Le pagelle della Pro vista contro la Pergolettese

Saro, Masi, Clemente, Zerbin e Comi: che partita

Saro, portiere saracinesca

Saro, portiere saracinesca

SARO: 8

Impeccabile.

 

HRISTOV: 6,5

Gran lavoro a chiudere. Sempre presente. Può essere saltato una volta, due no.

 

MASI: 7,5

Partita perfetta, da capitano e da regista difensivo.

 

DE MARINO: 6,5

Non sbaglia una partita, forse il migliore per rendimento.

 

CLEMENTE: 7,5

Si conferma come uno dei migliori acquisti di questa Pro.
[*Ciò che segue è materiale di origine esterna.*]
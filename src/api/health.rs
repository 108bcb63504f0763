use actix_web::{web, HttpResponse, Responder};
use serde::{Deserialize, Serialize};

use crate::state::AppState;

#[derive(Serialize, Deserialize, utoipa::ToSchema)]
pub struct HealthResponse {
    pub status: String,
    pub service: String,
    pub version: String,
    pub database: String,
    pub storage: bool,
    pub search: bool,
    pub timestamp: i64,
}

#[utoipa::path(
    get,
    path = "/health",
    tag = "Health",
    responses(
        (status = 200, description = "Service is healthy", body = HealthResponse),
        (status = 503, description = "Database unreachable", body = HealthResponse)
    )
)]
pub async fn health_check(state: web::Data<AppState>) -> impl Responder {
    let db_ok = state.db.ping().await;

    let body = HealthResponse {
        status: if db_ok { "healthy" } else { "degraded" }.to_string(),
        service: "constitutional-archive".to_string(),
        version: env!("CARGO_PKG_VERSION").to_string(),
        database: if db_ok { "connected" } else { "unreachable" }.to_string(),
        storage: state.blob.is_some(),
        search: state.search.is_some(),
        timestamp: chrono::Utc::now().timestamp(),
    };

    if db_ok {
        HttpResponse::Ok().json(body)
    } else {
        log::warn!("⚠️  Health check: database unreachable");
        HttpResponse::ServiceUnavailable().json(body)
    }
}
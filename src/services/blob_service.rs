//! Azure Blob Storage client over the Blob REST API.
//!
//! Requests are authorized with Shared Key: an HMAC-SHA256 over a canonical
//! string built from the verb, standard headers, `x-ms-*` headers and the
//! canonical resource, keyed with the base64-decoded account key.

use std::collections::BTreeMap;
use std::sync::Arc;

use base64::Engine;
use hmac::{Hmac, Mac};
use reqwest::{header, Method, StatusCode, Url};
use sha2::Sha256;

use crate::utils::AppError;

const STORAGE_API_VERSION: &str = "2021-08-06";

// Well-known Azurite development account
const DEV_ACCOUNT_NAME: &str = "devstoreaccount1";
const DEV_ACCOUNT_KEY: &str =
    "Eby8vdM02xNOcqFlqUwJPLlmEtlCDXJ1OUzFT50uSRZ6IFsuFq2UVErCz4I6tq/K1SZFPTOtr/KBHBeksoGMGw==";
const DEV_BLOB_ENDPOINT: &str = "http://127.0.0.1:10000/devstoreaccount1";

/// Account credentials and endpoint parsed from a connection string
#[derive(Debug, Clone, PartialEq)]
pub struct StorageAccount {
    pub name: String,
    pub key: Vec<u8>,
    pub blob_endpoint: String,
}

impl StorageAccount {
    pub fn from_connection_string(conn: &str) -> Result<Self, AppError> {
        let mut parts: BTreeMap<String, String> = BTreeMap::new();
        for pair in conn.split(';').map(str::trim).filter(|p| !p.is_empty()) {
            // Account keys end with '=' padding, so only split on the first one
            let (k, v) = pair
                .split_once('=')
                .ok_or_else(|| AppError::Internal(format!("Malformed connection string segment: {}", pair)))?;
            parts.insert(k.trim().to_ascii_lowercase(), v.trim().to_string());
        }

        let dev = parts
            .get("usedevelopmentstorage")
            .map(|v| v.eq_ignore_ascii_case("true"))
            .unwrap_or(false);

        let (name, key_b64) = if dev {
            (DEV_ACCOUNT_NAME.to_string(), DEV_ACCOUNT_KEY.to_string())
        } else {
            let name = parts
                .get("accountname")
                .cloned()
                .ok_or_else(|| AppError::Internal("Connection string has no AccountName".to_string()))?;
            let key = parts
                .get("accountkey")
                .cloned()
                .ok_or_else(|| AppError::Internal("Connection string has no AccountKey".to_string()))?;
            (name, key)
        };

        let key = base64::engine::general_purpose::STANDARD
            .decode(key_b64.as_bytes())
            .map_err(|e| AppError::Internal(format!("AccountKey is not valid base64: {}", e)))?;

        let blob_endpoint = match parts.get("blobendpoint") {
            Some(endpoint) => endpoint.trim_end_matches('/').to_string(),
            None if dev => DEV_BLOB_ENDPOINT.to_string(),
            None => {
                let protocol = parts
                    .get("defaultendpointsprotocol")
                    .map(String::as_str)
                    .unwrap_or("https");
                let suffix = parts
                    .get("endpointsuffix")
                    .map(String::as_str)
                    .unwrap_or("core.windows.net");
                format!("{}://{}.blob.{}", protocol, name, suffix)
            }
        };

        Ok(Self { name, key, blob_endpoint })
    }
}
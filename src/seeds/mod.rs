pub mod admin_seed;
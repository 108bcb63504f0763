use lettre::{
    message::{header::ContentType, Mailbox},
    transport::smtp::authentication::Credentials,
    AsyncSmtpTransport, AsyncTransport, Message, Tokio1Executor,
};

use crate::config::SmtpConfig;
use crate::utils::AppError;

/// SMTP sender for account mail. Without SMTP settings, messages are logged instead.
#[derive(Clone)]
pub struct Mailer {
    transport: Option<AsyncSmtpTransport<Tokio1Executor>>,
    from: Option<Mailbox>,
}

impl Mailer {
    pub fn new(config: Option<&SmtpConfig>) -> Result<Self, AppError> {
        let Some(cfg) = config else {
            log::warn!("📭 SMTP not configured: password reset links will only be logged");
            return Ok(Self::disabled());
        };

        let from: Mailbox = cfg
            .from
            .parse()
            .map_err(|e| AppError::Internal(format!("Invalid SMTP_FROM '{}': {}", cfg.from, e)))?;

        // 465 is implicit TLS; anything else upgrades with STARTTLS
        let builder = if cfg.port == 465 {
            AsyncSmtpTransport::<Tokio1Executor>::relay(&cfg.host)
        } else {
            AsyncSmtpTransport::<Tokio1Executor>::starttls_relay(&cfg.host)
        }
        .map_err(|e| AppError::Internal(format!("Invalid SMTP host '{}': {}", cfg.host, e)))?;

        let transport = builder
            .port(cfg.port)
            .credentials(Credentials::new(cfg.username.clone(), cfg.password.clone()))
            .build();

        log::info!("📬 SMTP mailer ready ({}:{})", cfg.host, cfg.port);

        Ok(Self {
            transport: Some(transport),
            from: Some(from),
        })
    }

    pub fn disabled() -> Self {
        Self { transport: None, from: None }
    }

    pub async fn send_password_reset(&self, to: &str, reset_link: &str) -> Result<(), AppError> {
        let (Some(transport), Some(from)) = (&self.transport, &self.from) else {
            log::warn!("📭 Password reset for {} (mail disabled): {}", to, reset_link);
            return Ok(());
        };

        let recipient: Mailbox = to
            .parse()
            .map_err(|e| AppError::BadRequest(format!("Invalid email address: {}", e)))?;

        let message = Message::builder()
            .from(from.clone())
            .to(recipient)
            .subject("Constitutional Archive password reset")
            .header(ContentType::TEXT_PLAIN)
            .body(reset_email_body(reset_link))
            .map_err(|e| AppError::Internal(format!("Failed to build reset email: {}", e)))?;

        transport
            .send(message)
            .await
            .map_err(|e| AppError::External(format!("SMTP delivery failed: {}", e)))?;

        log::info!("📧 Password reset email sent to {}", to);
        Ok(())
    }
}

pub fn reset_email_body(reset_link: &str) -> String {
    format!(
        "You requested a password reset for your Constitutional Archive account.\n\n\
         Open the link below to choose a new password. It expires in one hour.\n\n\
         {}\n\n\
         If you did not request this, you can ignore this email.\n",
        reset_link
    )
}
use actix_web::{
    dev::{forward_ready, Payload, Service, ServiceRequest, ServiceResponse, Transform},
    web, Error, FromRequest, HttpMessage, HttpRequest,
};
use futures::future::LocalBoxFuture;
use std::future::{ready, Ready};
use std::rc::Rc;

use crate::models::User;
use crate::services::auth_service::{verify_token, Claims};
use crate::state::AppState;
use crate::utils::AppError;

fn app_state(req: &HttpRequest) -> Result<&web::Data<AppState>, AppError> {
    req.app_data::<web::Data<AppState>>()
        .ok_or_else(|| AppError::Internal("Application state missing".to_string()))
}

/// Claims of the bearer token, if any. A present but malformed or expired token is an error.
pub fn token_claims(req: &HttpRequest) -> Result<Option<Claims>, AppError> {
    let Some(header_value) = req.headers().get(actix_web::http::header::AUTHORIZATION) else {
        return Ok(None);
    };

    let token = header_value
        .to_str()
        .ok()
        .and_then(|h| h.strip_prefix("Bearer "))
        .map(str::trim)
        .filter(|t| !t.is_empty())
        .ok_or_else(|| AppError::Unauthorized("Invalid token format".to_string()))?;

    verify_token(token, &app_state(req)?.config.jwt).map(Some)
}

/// Holds verified claims against the stored account. The stored role wins over the signed one.
pub fn check_account(mut claims: Claims, account: Option<User>) -> Result<Claims, AppError> {
    let user = account.ok_or_else(|| AppError::Unauthorized("Account no longer exists".to_string()))?;
    if !user.is_active {
        return Err(AppError::Forbidden("Account is inactive".to_string()));
    }
    claims.role = user.role;
    claims.email = user.email;
    Ok(claims)
}

/// Resolves the caller: token first, then the account it names.
pub async fn authenticate(req: &HttpRequest) -> Result<Option<Claims>, AppError> {
    // Already resolved by AuthMiddleware for this request
    let resolved = req.extensions().get::<Claims>().cloned();
    if resolved.is_some() {
        return Ok(resolved);
    }

    let Some(claims) = token_claims(req)? else {
        return Ok(None);
    };
    let account = app_state(req)?.find_account(&claims.sub).await?;
    check_account(claims, account).map(Some)
}

pub fn require_admin(claims: &Claims) -> Result<(), AppError> {
    if claims.is_admin() {
        Ok(())
    } else {
        Err(AppError::Forbidden("Admin access required".to_string()))
    }
}

async fn signed_in(req: &HttpRequest, admin_only: bool) -> Result<Claims, AppError> {
    let claims = authenticate(req)
        .await?
        .ok_or_else(|| AppError::Unauthorized("Missing authorization token".to_string()))?;
    if admin_only {
        require_admin(&claims)?;
    }
    Ok(claims)
}

/// Rejects requests without a valid token; optionally requires the admin role.
pub struct AuthMiddleware {
    admin_only: bool,
}

impl AuthMiddleware {
    pub fn authenticated() -> Self {
        Self { admin_only: false }
    }

    pub fn admin() -> Self {
        Self { admin_only: true }
    }
}

impl<S, B> Transform<S, ServiceRequest> for AuthMiddleware
where
    S: Service<ServiceRequest, Response = ServiceResponse<B>, Error = Error> + 'static,
    S::Future: 'static,
    B: 'static,
{
    type Response = ServiceResponse<B>;
    type Error = Error;
    type InitError = ();
    type Transform = AuthMiddlewareService<S>;
    type Future = Ready<Result<Self::Transform, Self::InitError>>;

    fn new_transform(&self, service: S) -> Self::Future {
        ready(Ok(AuthMiddlewareService {
            service: Rc::new(service),
            admin_only: self.admin_only,
        }))
    }
}

pub struct AuthMiddlewareService<S> {
    service: Rc<S>,
    admin_only: bool,
}

impl<S, B> Service<ServiceRequest> for AuthMiddlewareService<S>
where
    S: Service<ServiceRequest, Response = ServiceResponse<B>, Error = Error> + 'static,
    S::Future: 'static,
    B: 'static,
{
    type Response = ServiceResponse<B>;
    type Error = Error;
    type Future = LocalBoxFuture<'static, Result<Self::Response, Self::Error>>;

    forward_ready!(service);

    fn call(&self, req: ServiceRequest) -> Self::Future {
        let service = Rc::clone(&self.service);
        let admin_only = self.admin_only;

        Box::pin(async move {
            let checked = signed_in(req.request(), admin_only).await;
            match checked {
                Ok(claims) => {
                    req.extensions_mut().insert(claims);
                    service.call(req).await
                }
                Err(e) => {
                    log::warn!("🔒 {} {} rejected: {}", req.method(), req.path(), e);
                    Err(e.into())
                }
            }
        })
    }
}

/// Claims of the caller when a valid token was sent; anonymous otherwise.
pub struct MaybeUser(pub Option<Claims>);

impl MaybeUser {
    /// Private entries are visible to any active signed-in account
    pub fn can_see_private(&self) -> bool {
        self.0.is_some()
    }
}

impl FromRequest for MaybeUser {
    type Error = AppError;
    type Future = LocalBoxFuture<'static, Result<Self, Self::Error>>;

    fn from_request(req: &HttpRequest, _: &mut Payload) -> Self::Future {
        let req = req.clone();
        Box::pin(async move { authenticate(&req).await.map(MaybeUser) })
    }
}

/// Signed-in admin; 401 without a token, 403 for other roles or inactive accounts.
pub struct AdminUser(pub Claims);

impl FromRequest for AdminUser {
    type Error = AppError;
    type Future = LocalBoxFuture<'static, Result<Self, Self::Error>>;

    fn from_request(req: &HttpRequest, _: &mut Payload) -> Self::Future {
        let req = req.clone();
        Box::pin(async move { signed_in(&req, true).await.map(AdminUser) })
    }
}

#[cfg(test)]
mod tests {
    use super::*;
    use crate::models::Role;
    use crate::state::test_account;
    use actix_web::test::TestRequest;

    async fn request_with(accounts: Vec<User>, header: Option<String>) -> HttpRequest {
        let state = AppState::for_tests_with(accounts).await;
        let mut req = TestRequest::default().app_data(web::Data::new(state));
        if let Some(h) = header {
            req = req.insert_header(("Authorization", h));
        }
        req.to_http_request()
    }

    #[actix_web::test]
    async fn no_header_is_anonymous() {
        let req = request_with(Vec::new(), None).await;
        assert!(token_claims(&req).unwrap().is_none());
        assert!(authenticate(&req).await.unwrap().is_none());
    }

    #[actix_web::test]
    async fn bearer_token_yields_claims() {
        let (user, bearer) = test_account("reader@archive.org", Role::User);
        let req = request_with(vec![user], Some(bearer)).await;
        let claims = authenticate(&req).await.unwrap().unwrap();
        assert_eq!(claims.email, "reader@archive.org");
        assert!(!claims.is_admin());
    }

    #[actix_web::test]
    async fn malformed_header_is_rejected() {
        let req = request_with(Vec::new(), Some("Token abc".into())).await;
        assert!(matches!(token_claims(&req), Err(AppError::Unauthorized(_))));

        let req = request_with(Vec::new(), Some("Bearer not-a-jwt".into())).await;
        assert!(matches!(authenticate(&req).await, Err(AppError::Unauthorized(_))));
    }

    #[test]
    fn stored_account_overrides_claims() {
        let (mut user, _) = test_account("clerk@archive.org", Role::Admin);
        let claims = Claims {
            sub: user.id_hex(),
            email: "old@archive.org".into(),
            role: Role::Admin,
            iat: 0,
            exp: 0,
            jti: "jti".into(),
            aud: "archive-api".into(),
            iss: "constitutional-archive".into(),
        };

        assert!(matches!(check_account(claims.clone(), None), Err(AppError::Unauthorized(_))));

        user.role = Role::User;
        let demoted = check_account(claims.clone(), Some(user.clone())).unwrap();
        assert_eq!(demoted.role, Role::User);
        assert_eq!(demoted.email, "clerk@archive.org");
        assert!(require_admin(&demoted).is_err());

        user.is_active = false;
        assert!(matches!(check_account(claims, Some(user)), Err(AppError::Forbidden(_))));
    }

    #[actix_web::test]
    async fn deleted_or_inactive_accounts_are_rejected() {
        let (_, gone_bearer) = test_account("gone@archive.org", Role::Admin);
        let req = request_with(Vec::new(), Some(gone_bearer)).await;
        let err = MaybeUser::from_request(&req, &mut Payload::None).await.err().unwrap();
        assert!(matches!(err, AppError::Unauthorized(_)));

        let (mut inactive, bearer) = test_account("inactive@archive.org", Role::Admin);
        inactive.is_active = false;
        let req = request_with(vec![inactive], Some(bearer)).await;
        let err = AdminUser::from_request(&req, &mut Payload::None).await.err().unwrap();
        assert!(matches!(err, AppError::Forbidden(_)));
        let err = MaybeUser::from_request(&req, &mut Payload::None).await.err().unwrap();
        assert!(matches!(err, AppError::Forbidden(_)));
    }

    #[actix_web::test]
    async fn admin_extractor_uses_stored_role() {
        let (user, bearer) = test_account("reader@archive.org", Role::User);
        let req = request_with(vec![user], Some(bearer)).await;
        let err = AdminUser::from_request(&req, &mut Payload::None).await.err().unwrap();
        assert!(matches!(err, AppError::Forbidden(_)));

        let (admin, bearer) = test_account("admin@archive.org", Role::Admin);
        let req = request_with(vec![admin.clone()], Some(bearer.clone())).await;
        assert!(AdminUser::from_request(&req, &mut Payload::None).await.is_ok());

        // Token still says admin, the stored account no longer does
        let mut demoted = admin;
        demoted.role = Role::User;
        let req = request_with(vec![demoted], Some(bearer)).await;
        let err = AdminUser::from_request(&req, &mut Payload::None).await.err().unwrap();
        assert!(matches!(err, AppError::Forbidden(_)));

        let req = request_with(Vec::new(), None).await;
        let err = AdminUser::from_request(&req, &mut Payload::None).await.err().unwrap();
        assert!(matches!(err, AppError::Unauthorized(_)));
    }
}
use actix_web::{http::StatusCode, HttpResponse, ResponseError};
use mongodb::error::{ErrorKind, WriteFailure};

/// Error type shared by services and handlers.
///
/// Client errors carry their message through to the response body. Server
/// errors are logged with their detail and answered with a generic message.
#[derive(Debug, thiserror::Error)]
pub enum AppError {
    #[error("{0}")]
    BadRequest(String),
    #[error("{0}")]
    Unauthorized(String),
    #[error("{0}")]
    Forbidden(String),
    #[error("{0}")]
    NotFound(String),
    #[error("{0}")]
    Conflict(String),
    #[error("{0}")]
    PayloadTooLarge(String),
    #[error("{0}")]
    Unavailable(String),
    #[error("Database error: {0}")]
    Database(String),
    #[error("External service error: {0}")]
    External(String),
    #[error("Internal error: {0}")]
    Internal(String),
}

impl AppError {
    fn public_message(&self) -> String {
        match self {
            AppError::Database(_) | AppError::External(_) | AppError::Internal(_) => {
                "Internal server error".to_string()
            }
            other => other.to_string(),
        }
    }
}

impl ResponseError for AppError {
    fn status_code(&self) -> StatusCode {
        match self {
            AppError::BadRequest(_) | AppError::Conflict(_) => StatusCode::BAD_REQUEST,
            AppError::Unauthorized(_) => StatusCode::UNAUTHORIZED,
            AppError::Forbidden(_) => StatusCode::FORBIDDEN,
            AppError::NotFound(_) => StatusCode::NOT_FOUND,
            AppError::PayloadTooLarge(_) => StatusCode::PAYLOAD_TOO_LARGE,
            AppError::Unavailable(_) => StatusCode::SERVICE_UNAVAILABLE,
            AppError::Database(_) | AppError::External(_) | AppError::Internal(_) => {
                StatusCode::INTERNAL_SERVER_ERROR
            }
        }
    }

    fn error_response(&self) -> HttpResponse {
        let status = self.status_code();
        if status.is_server_error() {
            log::error!("❌ {}", self);
        }
        HttpResponse::build(status).json(serde_json::json!({
            "success": false,
            "error": self.public_message()
        }))
    }
}

impl From<mongodb::error::Error> for AppError {
    fn from(e: mongodb::error::Error) -> Self {
        if is_duplicate_key(&e) {
            return AppError::Conflict("Duplicate key".to_string());
        }
        AppError::Database(e.to_string())
    }
}

impl From<mongodb::bson::ser::Error> for AppError {
    fn from(e: mongodb::bson::ser::Error) -> Self {
        AppError::Internal(format!("BSON serialization failed: {}", e))
    }
}

impl From<reqwest::Error> for AppError {
    fn from(e: reqwest::Error) -> Self {
        AppError::External(e.to_string())
    }
}

/// True when MongoDB rejected a write because of a unique index (E11000).
pub fn is_duplicate_key(e: &mongodb::error::Error) -> bool {
    matches!(
        e.kind.as_ref(),
        ErrorKind::Write(WriteFailure::WriteError(we)) if we.code == 11000
    )
}

#[cfg(test)]
mod tests {
    use super::*;
    use actix_web::body::to_bytes;

    #[test]
    fn client_errors_map_to_4xx() {
        assert_eq!(AppError::BadRequest("x".into()).status_code(), StatusCode::BAD_REQUEST);
        assert_eq!(AppError::Conflict("x".into()).status_code(), StatusCode::BAD_REQUEST);
        assert_eq!(AppError::Unauthorized("x".into()).status_code(), StatusCode::UNAUTHORIZED);
        assert_eq!(AppError::Forbidden("x".into()).status_code(), StatusCode::FORBIDDEN);
        assert_eq!(AppError::NotFound("x".into()).status_code(), StatusCode::NOT_FOUND);
        assert_eq!(
            AppError::PayloadTooLarge("x".into()).status_code(),
            StatusCode::PAYLOAD_TOO_LARGE
        );
    }

    #[actix_web::test]
    async fn server_errors_hide_details() {
        let resp = AppError::Database("connection refused at 10.0.0.3".into()).error_response();
        assert_eq!(resp.status(), StatusCode::INTERNAL_SERVER_ERROR);

        let body = to_bytes(resp.into_body()).await.unwrap();
        let json: serde_json::Value = serde_json::from_slice(&body).unwrap();
        assert_eq!(json["success"], false);
        assert_eq!(json["error"], "Internal server error");
    }

    #[actix_web::test]
    async fn client_errors_keep_message() {
        let resp = AppError::BadRequest("Invalid user ID".into()).error_response();
        let body = to_bytes(resp.into_body()).await.unwrap();
        let json: serde_json::Value = serde_json::from_slice(&body).unwrap();
        assert_eq!(json["error"], "Invalid user ID");
    }
}
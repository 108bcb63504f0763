use mongodb::{
    bson::{doc, oid::ObjectId, Document},
    options::{ClientOptions, IndexOptions},
    Client, Collection, Database, IndexModel,
};

use crate::models::{ARCHIVES_COLLECTION, USERS_COLLECTION};
use crate::utils::AppError;

const DEFAULT_DB_NAME: &str = "constitutional_archive";

/// Parses a hex ObjectId from a path or body, answering 400 when malformed.
pub fn parse_object_id(raw: &str, what: &str) -> Result<ObjectId, AppError> {
    ObjectId::parse_str(raw.trim()).map_err(|_| AppError::BadRequest(format!("Invalid {} ID", what)))
}

#[derive(Clone)]
pub struct MongoDB {
    client: Client,
    db: Database,
}

impl MongoDB {
    /// Connects, checks the connection and makes sure indexes exist.
    pub async fn new(uri: &str) -> Result<Self, mongodb::error::Error> {
        let mongodb = Self::connect_lazy(uri).await?;

        // Test connection
        mongodb.db.run_command(doc! { "ping": 1 }).await?;

        mongodb.ensure_indexes().await?;

        Ok(mongodb)
    }

    /// Builds the client without touching the server; the driver connects on first use.
    pub async fn connect_lazy(uri: &str) -> Result<Self, mongodb::error::Error> {
        let mut client_options = ClientOptions::parse(uri).await?;

        client_options.app_name = Some("constitutional-archive".to_string());
        client_options.max_pool_size = Some(20);
        client_options.min_pool_size = Some(5);
        client_options.max_idle_time = Some(std::time::Duration::from_secs(300));
        client_options.connect_timeout = Some(std::time::Duration::from_secs(5));
        client_options.server_selection_timeout = Some(std::time::Duration::from_secs(5));

        // Database name comes from the URI path when present
        let db_name = client_options
            .default_database
            .clone()
            .unwrap_or_else(|| DEFAULT_DB_NAME.to_string());

        let client = Client::with_options(client_options)?;
        let db = client.database(&db_name);

        Ok(Self { client, db })
    }

    /// Creates the indexes the route handlers rely on
    async fn ensure_indexes(&self) -> Result<(), mongodb::error::Error> {
        log::info!("🔧 Creating database indexes...");

        let users = self.collection::<Document>(USERS_COLLECTION);

        // Unique email: duplicate signups surface as E11000
        let email_index = IndexModel::builder()
            .keys(doc! { "email": 1 })
            .options(IndexOptions::builder().unique(true).build())
            .build();
        users.create_index(email_index).await?;
        log::info!("   ✅ Index ready: users(email) unique");

        let google_index = IndexModel::builder()
            .keys(doc! { "googleId": 1 })
            .options(IndexOptions::builder().sparse(true).build())
            .build();
        match users.create_index(google_index).await {
            Ok(_) => log::info!("   ✅ Index ready: users(googleId)"),
            Err(e) => log::debug!("   ℹ️  Index users(googleId) not created: {}", e),
        }

        let archives = self.collection::<Document>(ARCHIVES_COLLECTION);

        // Directory listing: children of a parent, directories first, by name
        let listing_index = IndexModel::builder()
            .keys(doc! { "parentId": 1, "type": 1, "name": 1 })
            .build();
        match archives.create_index(listing_index).await {
            Ok(_) => log::info!("   ✅ Index ready: archives(parentId, type, name)"),
            Err(e) => log::debug!("   ℹ️  Index archives(parentId, type, name) not created: {}", e),
        }

        let keywords_index = IndexModel::builder()
            .keys(doc! { "metadata.keywords": 1 })
            .build();
        match archives.create_index(keywords_index).await {
            Ok(_) => log::info!("   ✅ Index ready: archives(metadata.keywords)"),
            Err(e) => log::debug!("   ℹ️  Index archives(metadata.keywords) not created: {}", e),
        }

        log::info!("✅ Database indexes ready");

        Ok(())
    }

    /// Round-trips a ping; used by the health endpoint
    pub async fn ping(&self) -> bool {
        self.db.run_command(doc! { "ping": 1 }).await.is_ok()
    }

    pub fn collection<T: Send + Sync>(&self, name: &str) -> Collection<T> {
        self.db.collection(name)
    }

    pub fn client(&self) -> &Client {
        &self.client
    }
}

#[cfg(test)]
mod tests {
    use super::*;

    #[test]
    fn parses_object_ids() {
        let id = ObjectId::new();
        assert_eq!(parse_object_id(&id.to_hex(), "user").unwrap(), id);

        let err = parse_object_id("not-an-id", "user").unwrap_err();
        assert_eq!(err.to_string(), "Invalid user ID");
    }

    #[tokio::test]
    async fn database_name_comes_from_uri() {
        let db = MongoDB::connect_lazy("mongodb://localhost:27017/archive_test").await.unwrap();
        assert_eq!(db.db.name(), "archive_test");

        let db = MongoDB::connect_lazy("mongodb://localhost:27017").await.unwrap();
        assert_eq!(db.db.name(), DEFAULT_DB_NAME);
    }

    #[tokio::test]
    #[ignore] // Requires MongoDB to be running
    async fn test_mongodb_connection() {
        dotenv::dotenv().ok();
        let uri = std::env::var("MONGODB_URI").unwrap_or_else(|_| "mongodb://localhost:27017/archive_test".to_string());
        let db = MongoDB::new(&uri).await;
        assert!(db.is_ok());
    }
}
Corre, copre, salta l'uomo, dialoga. Se migliora tecnicamente diventa un giocatore spaziale.

 

ERRADI: 6,5

Senza Nielsen la Pro Vercelli aveva sempre faticato. È riuscito a non farlo rimpiangere. Ottimo esordio d'annata (dal primo minuto).

 

EMMANUELLO: 6,5

Buone giocate e tanta corsa. Giocatore di qualità che, quest'anno, si sta adattando, e bene, anche al sacrificio.

 

BLAZE: 6,5

Inizia con un bel lancio e poi disputa una buona gara, spingendo e difendendo e limitando al minimo sindacale gli errori.

 

ROLANDO: 7

Giocatore di classe ma di corsa anche. Punto di riferimento del tridente delle meraviglie (con Zerbin e Comi) ei è anche sacrificato in copertura.

 

ZERBIN: 7,5

Ancora in gol (un gol pesantissimo). E sono quattro, ed è ancora autore di una prestazione superba.

 

PADOVAN: 7

Prende un palo (ma su di lui c'era fallo da rigore), tiene la squadra alta, lotta, dialoga. Un giocatore in crescita (i gol, arriveranno).

 

COMI: 7,5

Segna la quinta rete e soprattutto sembra proprio che questo sia il suo miglior campionato con la maglia della Pro Vercelli.

 

DELLA MORTE: 7

Gioca con personalità, tanta personalità. Nell'arco di tre minuti, verso la fine, “rischia” di segnare con un bel tiro, poi si distingue in un bel recupero difensivo.

 

GRAZIANO, IEZZI, ROMAIRONE: n.g.

 

MODESTO: 8

Squadra nettamente migliorata rispetto alle ultime due prestazioni (la vittoria extra large ma sofferta con la Giana Erminio, il passo falso con la Pro Sesto). La superiorità era già netta nel primo tempo, falsato da un rigore inesistente per la Pergolettese e da uno non assegnato per fallo su Padovan. Modesto ha stravolto l'esistenza calcistica di tanti suoi giocatori, predicando un gioco spettacolare ma dispendioso di energie (ne sanno qualcosa Zerbin e Rolando, a volte appannati per il gran correre a tutto campo). Dove possa arrivare la Pro Vercelli è difficile dirlo. Una certezza c'è, comunque: fino a oggi Modesto - e gran parte del merito va anche a Casella - ci ha regalato una Pro Vercelli da sogno.